Since several studies have examined the use of direct oral anticoagulants (DOACs) in treating patients with splanchnic vein thrombosis (SVT), we conducted a meta-analyses to assess the safety and efficacy of DOACs compared to vitamin K antagonists (VKAs) in this population.

Methods

We conducted a comprehensive search using the PubMed, Embase, and Cochrane Library databases until June 2024. We used odds ratios (ORs) and 95% confidence intervals (CIs) as the effect measures to compare DOACs with VKAs.

Results

A total of 9 observational studies were included. The pooled analysis revealed that a trend towards higher complete recanalization rates with DOACs (71.4%) compared to VKAs (55.3%), though not statistically significant (OR 1.95; 95%CI 0.70 to 5.44). For SVT extension, a significant effect was observed favoring DOACs (OR 0.12; 95%CI 0.03 to 0.54). No significant differences were found in other efficacy outcomes or safety outcomes, except for major bleeding, which was significantly lower with DOACs (OR 0.27; 95%CI 0.13 to 0.56).

Conclusion

DOACs are superior to VKAs in SVT extension and major bleeding, suggesting that DOACs may be a favorable treatment option in the treatment of SVT.

Keywords

splanchnic vein thrombosis direct oral anticoagulants vitamin K antagonists safety efficacy

Introduction

Splanchnic vein thrombosis (SVT) is a type of blood clotting disorder that occurs in the splanchnic venous system, which includes the portal vein, mesenteric vein, and splenic vein.^1,2 In addition, SVT within the hepatic veins, a condition referred to as Budd-Chiari syndrome, is recognized as the rarest variant of SVT. In the past, splanchnic thrombosis was considered rare, but recent studies have shown an increase in its occurrence, likely due to advancements in diagnostic methods. Several studies have found that SVT is commonly associated with various underlying conditions such as liver cirrhosis, abdominal infections, malignancies, abdominal surgery, thrombophilia, and myeloproliferative disorders. However, there is still limited evidence available to guide treatment recommendations for SVT patients.
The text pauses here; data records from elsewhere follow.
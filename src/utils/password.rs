use crate::config::AppConfig;
use crate::errors::GradebookError;
use argon2::password_hash::{SaltString, rand_core::OsRng};
use argon2::{Algorithm, Argon2, Params, PasswordHash, PasswordHasher, PasswordVerifier, Version};

/// 哈希密码
pub fn hash_password(password: &str) -> Result<String, GradebookError> {
    let config = AppConfig::get();
    let params = Params::new(
        config.argon2.memory_cost,
        config.argon2.time_cost,
        config.argon2.parallelism,
        None,
    )
    .map_err(|e| GradebookError::configuration(format!("Argon2 参数错误: {e}")))?;

    let argon2 = Argon2::new(Algorithm::Argon2id, Version::V0x13, params);
    let salt = SaltString::generate(&mut OsRng);
    let hash = argon2
        .hash_password(password.as_bytes(), &salt)
        .map_err(|e| GradebookError::validation(format!("密码哈希失败: {e}")))?;
    Ok(hash.to_string())
}

/// 验证密码
pub fn verify_password(password: &str, hash: &str) -> bool {
    match PasswordHash::new(hash) {
        Ok(parsed_hash) => Argon2::default()
            .verify_password(password.as_bytes(), &parsed_hash)
            .is_ok(),
        Err(_) => false,
    }
}

/// 密码哈希指纹
///
/// 取 PHC 字符串中的盐值，每次重新哈希都会变化。OAuth 账号没有密码，返回空串。
pub fn password_fingerprint(hash: Option<&str>) -> String {
    hash.and_then(|h| PasswordHash::new(h).ok())
        .and_then(|p| p.salt.map(|s| s.as_str().to_string()))
        .unwrap_or_default()
}

#[cfg(test)]
mod tests {
    use super::*;

    #[test]
    fn test_hash_and_verify() {
        let hash = hash_password("SecurePass123").unwrap();
        assert!(verify_password("SecurePass123", &hash));
        assert!(!verify_password("WrongPass123", &hash));
        assert!(!verify_password("SecurePass123", "not-a-phc-string"));
    }

    #[test]
    fn test_fingerprint_changes_after_rehash() {
        let first = hash_password("SecurePass123").unwrap();
        let second = hash_password("SecurePass123").unwrap();
        let fp1 = password_fingerprint(Some(&first));
        assert!(!fp1.is_empty());
        assert_eq!(fp1, password_fingerprint(Some(&first)));
        assert_ne!(fp1, password_fingerprint(Some(&second)));
        assert_eq!(password_fingerprint(None), "");
    }
}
Currently, the treatment of SVT involves the use of different anticoagulant medications depending on the specific clinical context.^3,4 These may include vitamin K antagonists (VKAs), low-molecular-weight heparins (LMWHs), or direct oral anticoagulants (DOACs). However, traditional VKAs such as warfarin, have several drawbacks (eg, complex dose adjustments, drug-drug interactions, and drug-food interactions) when compared to DOACs. Furthermore, studies have shown that DOACs provide greater net clinical benefits compared to VKAs, such as reduced risk of stroke, lower rates of major bleeding, and improved patient adherence. These advantages have contributed to the widespread recommendation and adoption of DOACs as the preferred anticoagulant treatment option in preventing thromboembolic events among patients with atrial fibrillation or treating venous thromboembolism (VTE).^5–7 However, the optimal anticoagulant modality for SVT is still not well established, primarily due to the different underlying causes of the condition. Due to the emergence of numerous studies examining the use of DOACs in treating patients with SVT, we conducted a systematic reviews and meta-analysis to evaluate the safety and efficacy of these DOACs compared to VKAs in the treatment of SVT patients.

Methods

The findings of our meta-analysis were presented according to the the PRISMA checklist (Supplemental Table 1).

Study Search

We conducted a comprehensive search using the PubMed, Embase, and Cochrane Library (CENTRAL) databases. Our search was limited to articles published until June 2024. We specifically looked for studies that provided data on the effectiveness and safety of DOACs compared to VKAs in patients with SVT. To ensure the search included relevant studies, we used specific MeSH terms and keywords (Supplemental Table 2). Furthermore, we manually reviewed the reference lists of previous review articles to identify any additional studies that might have been missed through the database search. The search was not limited to any specific language.

Eligibility Criteria

In accordance with the PICOS (Population, Intervention, Comparison, Outcomes, Study design) framework, our eligibility criteria for the meta-analysis were as follows: 1)Population: we focused on patients diagnosed with SVT, encompassing those with various underlying conditions that contribute to this thrombotic disorder. 2)Intervention: Our intervention of interest was the use of DOACs, specifically dabigatran, rivaroxaban, apixaban, and edoxaban. 3)Comparison: The comparison in this study was between the use of DOACs and VKAs. 4)Outcomes: The efficacy outcomes included complete or partial recanalization of SVT, SVT extension, recurrent thrombotic events, and all-cause mortality, while the safety outcomes included major bleeding,⁸ any bleeding, intracranial bleeding, and gastrointestinal bleeding. 5)Study design: randomized controlled trial or observational studies.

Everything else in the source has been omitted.